Availability of Funds
Is the customer ready, willing and able to fully fund the project? Note that the presence of a powerful budget shaper may be far more significant than the existence of a formally established budget
Solution Urgency
Is there a compelling reason why this project needs to happen now, rather than later (or at all)? Without urgency, even if they want you, they can probably wait.
The first three factors can often be established before a marketing-generated opportunity can be regarded as “sales ready”. All six factors should be established before you allocate significant resources to pursuing the opportunity.
Now let’s turn to the remaining six advanced qualification factors:
ADVANCED QUALIFICATION FACTORS
The remaining factors typically require a significant level of involvement with the prospective customer before they can be accurately established.
Functional Requirements
What are the customer’s functional requirements, and are they a good fit against our key capabilities? Hopefully you will have influenced them.
Decision Group
Have you identified and engaged all their key stakeholders, and what is your relationship with them? The decision group is usually larger than you might think!
Decision Criteria
What are their decision criteria, to what extent have you influenced them, and are they favourable to us?
Decision Process
Are you sure you have fully understood all the key steps in their decision process and timeframe?
Competitive Position
Are you sure you have identified all their other solution options, and do you know where you stand against them?
Relative Priority
How does this project rank against all the other projects competing for their attention/funding? This is frequently ignored but always important.
These remaining six advanced qualification criteria need to be assessed before any attempt is made to forecast the opportunity. And given the complexities of a typical lengthy B2B buying journey, and the fact that changes are nigh-on-inevitable, all twelve criteria need to be reassessed before an opportunity is promoted to the next stage of the pipeline or whenever the customer’s circumstances change.
BETTER THAN BANT
These 12 criteria, I hope you will agree, offer a far more complete and realistic assessment than BANT. And to anyone who think that 12 criteria are too many, I would simply ask you to consider whether any factor is unlikely to affect the outcome of an opportunity.

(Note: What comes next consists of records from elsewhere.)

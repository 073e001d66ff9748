//! Bump allocator backing the platform info tables
//!
//! Tables are created once and released together at teardown, so the
//! arena only ever grows until `reset` hands everything back.

pub const PAGE_SIZE: u64 = 4096;

pub struct BumpAllocator {
    start: u64,
    next: u64,
    end: u64,
    allocated: u64,
}

impl BumpAllocator {
    /// # Safety
    /// `start..start + size` must be memory owned by the caller for as long
    /// as the allocator, or anything carved from it, is alive.
    pub const unsafe fn new(start: u64, size: u64) -> Self {
        Self {
            start,
            next: start,
            end: start + size,
            allocated: 0,
        }
    }

    pub fn alloc_page(&mut self) -> Option<u64> {
        self.alloc_aligned(PAGE_SIZE, PAGE_SIZE)
    }

    /// Page-aligned block rounded up to whole pages.
    pub fn alloc_pages(&mut self, size: u64) -> Option<u64> {
        self.alloc_aligned(align_up(size, PAGE_SIZE), PAGE_SIZE)
    }

    pub fn alloc_aligned(&mut self, size: u64, align: u64) -> Option<u64> {
        let aligned = align_up(self.next, align);
        let new_next = aligned.checked_add(size)?;

        if new_next > self.end {
            return None;
        }

        self.next = new_next;
        self.allocated += size;
        Some(aligned)
    }

    pub fn remaining(&self) -> u64 {
        self.end - self.next
    }

    pub fn allocated(&self) -> u64 {
        self.allocated
    }

    /// Hands the whole arena back. Earlier blocks must no longer be used.
    pub fn reset(&mut self) {
        self.next = self.start;
        self.allocated = 0;
    }
}

pub const fn align_up(value: u64, align: u64) -> u64 {
    (value + align - 1) & !(align - 1)
}

#[cfg(test)]
mod tests {
    use super::*;

    #[test]
    fn pages_are_aligned_and_sequential() {
        let mut arena = unsafe { BumpAllocator::new(0x4100_0100, 0x10_0000) };
        let first = arena.alloc_page().unwrap();
        assert_eq!(first, 0x4100_1000);
        assert_eq!(arena.alloc_pages(1).unwrap(), first + PAGE_SIZE);
        assert_eq!(arena.allocated(), 2 * PAGE_SIZE);
    }

    #[test]
    fn exhaustion_and_reset() {
        let mut arena = unsafe { BumpAllocator::new(0x1000, 0x2000) };
        assert!(arena.alloc_pages(0x1800).is_some());
        assert!(arena.alloc_page().is_none());
        arena.reset();
        assert_eq!(arena.remaining(), 0x2000);
        assert_eq!(arena.alloc_page(), Some(0x1000));
    }
}
//! Suite context
//!
//! What used to be process-wide state is carried explicitly: the
//! configuration, the info tables, the status registry and the hardware,
//! shared read-only by every PE ([`Runtime`]), plus the counters and module
//! cursor owned by the primary PE ([`SuiteContext`]).

use log::error;

use crate::arch::Hardware;
use crate::config::SuiteConfig;
use crate::info::InfoTables;
use crate::modules::{Module, ModuleMask};
use crate::status::{
    AvsStatus, StatusRegistry, TestResult, INVALID_INDEX_SENTINEL, REASON_BAD_PE_INDEX,
    REASON_BAD_REGISTER,
};
use crate::sysreg::{self, PeFeature, RegId};

/// Shared view of one suite run. Every PE may hold one.
#[derive(Clone, Copy)]
pub struct Runtime<'a> {
    pub config: &'a SuiteConfig,
    pub tables: &'a InfoTables,
    pub registry: &'a StatusRegistry,
    pub hw: &'a dyn Hardware,
}

impl<'a> Runtime<'a> {
    pub fn level(&self) -> u32 {
        self.config.level
    }

    /// Index of the calling PE in the PE table, 0 when its MPIDR is not
    /// described.
    pub fn current_pe_index(&self) -> usize {
        sysreg::read(self.hw, RegId::MpidrEl1)
            .ok()
            .and_then(|mpidr| self.tables.pe().index_of(mpidr))
            .unwrap_or(0)
    }

    fn record_fail(&self, pe: usize, test: u32, reason: u32) {
        self.registry
            .set_status(pe, TestResult::fail(self.level(), test, reason));
    }

    /// Reads `id` on the calling PE. An inaccessible register is a FAIL
    /// (0x78) for `pe` and reads as 0.
    pub fn reg_read(&self, pe: usize, test: u32, id: RegId) -> u64 {
        sysreg::read(self.hw, id).unwrap_or_else(|err| {
            error!("PE {}: register read failed: {}", pe, err);
            self.record_fail(pe, test, REASON_BAD_REGISTER);
            0
        })
    }

    /// [`Runtime::reg_read`] by raw register id, as test payloads pass it.
    /// An id naming no register is a FAIL (0x78) for `pe` and reads as 0.
    pub fn reg_read_raw(&self, pe: usize, test: u32, raw: u32) -> u64 {
        match RegId::try_from(raw) {
            Ok(id) => self.reg_read(pe, test, id),
            Err(err) => {
                error!("PE {}: {}", pe, err);
                self.record_fail(pe, test, REASON_BAD_REGISTER);
                0
            }
        }
    }

    pub fn reg_write(&self, pe: usize, test: u32, id: RegId, value: u64) {
        if let Err(err) = sysreg::write(self.hw, id, value) {
            error!("PE {}: register write failed: {}", pe, err);
            self.record_fail(pe, test, REASON_BAD_REGISTER);
        }
    }

    /// Feature check by raw feature id, as test payloads pass it.
    pub fn feat_check(&self, raw: u32) -> AvsStatus {
        match PeFeature::try_from(raw) {
            Ok(feature) => sysreg::feat_check(self.hw, feature),
            Err(unknown) => {
                error!("feature id {} not supported", unknown);
                AvsStatus::Fail
            }
        }
    }

    /// PMU overflow GSIV of PE `index`. An invalid index is a FAIL (0xFF)
    /// for the calling PE and yields the invalid-index sentinel.
    pub fn pmu_gsiv(&self, pe: usize, test: u32, index: usize) -> u32 {
        self.tables.pe().pmu_gsiv(index).unwrap_or_else(|err| {
            error!("{}", err);
            self.record_fail(pe, test, REASON_BAD_PE_INDEX);
            INVALID_INDEX_SENTINEL
        })
    }

    pub fn gmain_gsiv(&self, pe: usize, test: u32, index: usize) -> u32 {
        self.tables.pe().gmain_gsiv(index).unwrap_or_else(|err| {
            error!("{}", err);
            self.record_fail(pe, test, REASON_BAD_PE_INDEX);
            INVALID_INDEX_SENTINEL
        })
    }
}

#[derive(Clone, Copy, Debug, Default, PartialEq, Eq)]
pub struct SuiteCounters {
    pub total: u32,
    pub passed: u32,
    pub failed: u32,
}

impl SuiteCounters {
    pub fn record(&mut self, status: AvsStatus) {
        self.total += 1;
        match status {
            AvsStatus::Pass => self.passed += 1,
            AvsStatus::Fail | AvsStatus::Error => self.failed += 1,
            AvsStatus::Skip => {}
        }
    }

    pub fn skipped(&self) -> u32 {
        self.total - self.passed - self.failed
    }
}

/// Primary-PE state of one run.
pub struct SuiteContext<'a> {
    pub rt: Runtime<'a>,
    pub counters: SuiteCounters,
    pub current_module: Option<Module>,
    pub modules_run: ModuleMask,
}

impl<'a> SuiteContext<'a> {
    pub fn new(rt: Runtime<'a>) -> Self {
        Self {
            rt,
            counters: SuiteCounters::default(),
            current_module: None,
            modules_run: ModuleMask::empty(),
        }
    }

    /// Why test `num` must not run, if it must not.
    pub fn skip_reason(&self, num: u32) -> Option<&'static str> {
        let config = self.rt.config;
        let base = self.current_module.map_or(num - num % 100, Module::test_base);
        if config.skip.contains(num) {
            return Some("in skip list");
        }
        if config.skip.contains(base) {
            return Some("module in skip list");
        }
        let selected = config.single_test == Some(num) || config.single_module == Some(base);
        if (config.single_test.is_some() || config.single_module.is_some()) && !selected {
            return Some("not selected");
        }
        None
    }
}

If it is genuinely irrelevant to your chances of winning the deal, you can safely leave it out of your qualification regime. But I’d encourage you think carefully before you hit the “delete” button. And, of course, there may be factors that are very specific to your typical sales situation that you will want to add.
CONSISTENT APPLICATION
Of course, what really matters is that your entire sales team consistently applies whatever qualification criteria you define, and that your sales managers are expected to evaluate the rigour with which their sales people are qualifying their opportunities.
If inconsistencies are common, you may need to refine exactly what you mean for each of the GREEN–AMBER–RED levels of each factor. And you may need to reaffirm that the purpose of qualification is not to make your sales people’s pipelines look good (for the moment, at least), but to help to ensure that they invest their precious selling time on opportunities that they have a realistic chance of winning.
And please don’t set arbitrary pipeline coverage targets that encourage sales people to cling on to opportunities that they should in all honesty have abandoned long ago.
A PROGRESSIVE APPROACH
So there you have it – my provably effective alternative to BANT. If you’re unconvinced, I suggest you try it. And don’t be surprised if your forecasts become a lot more accurate as a result.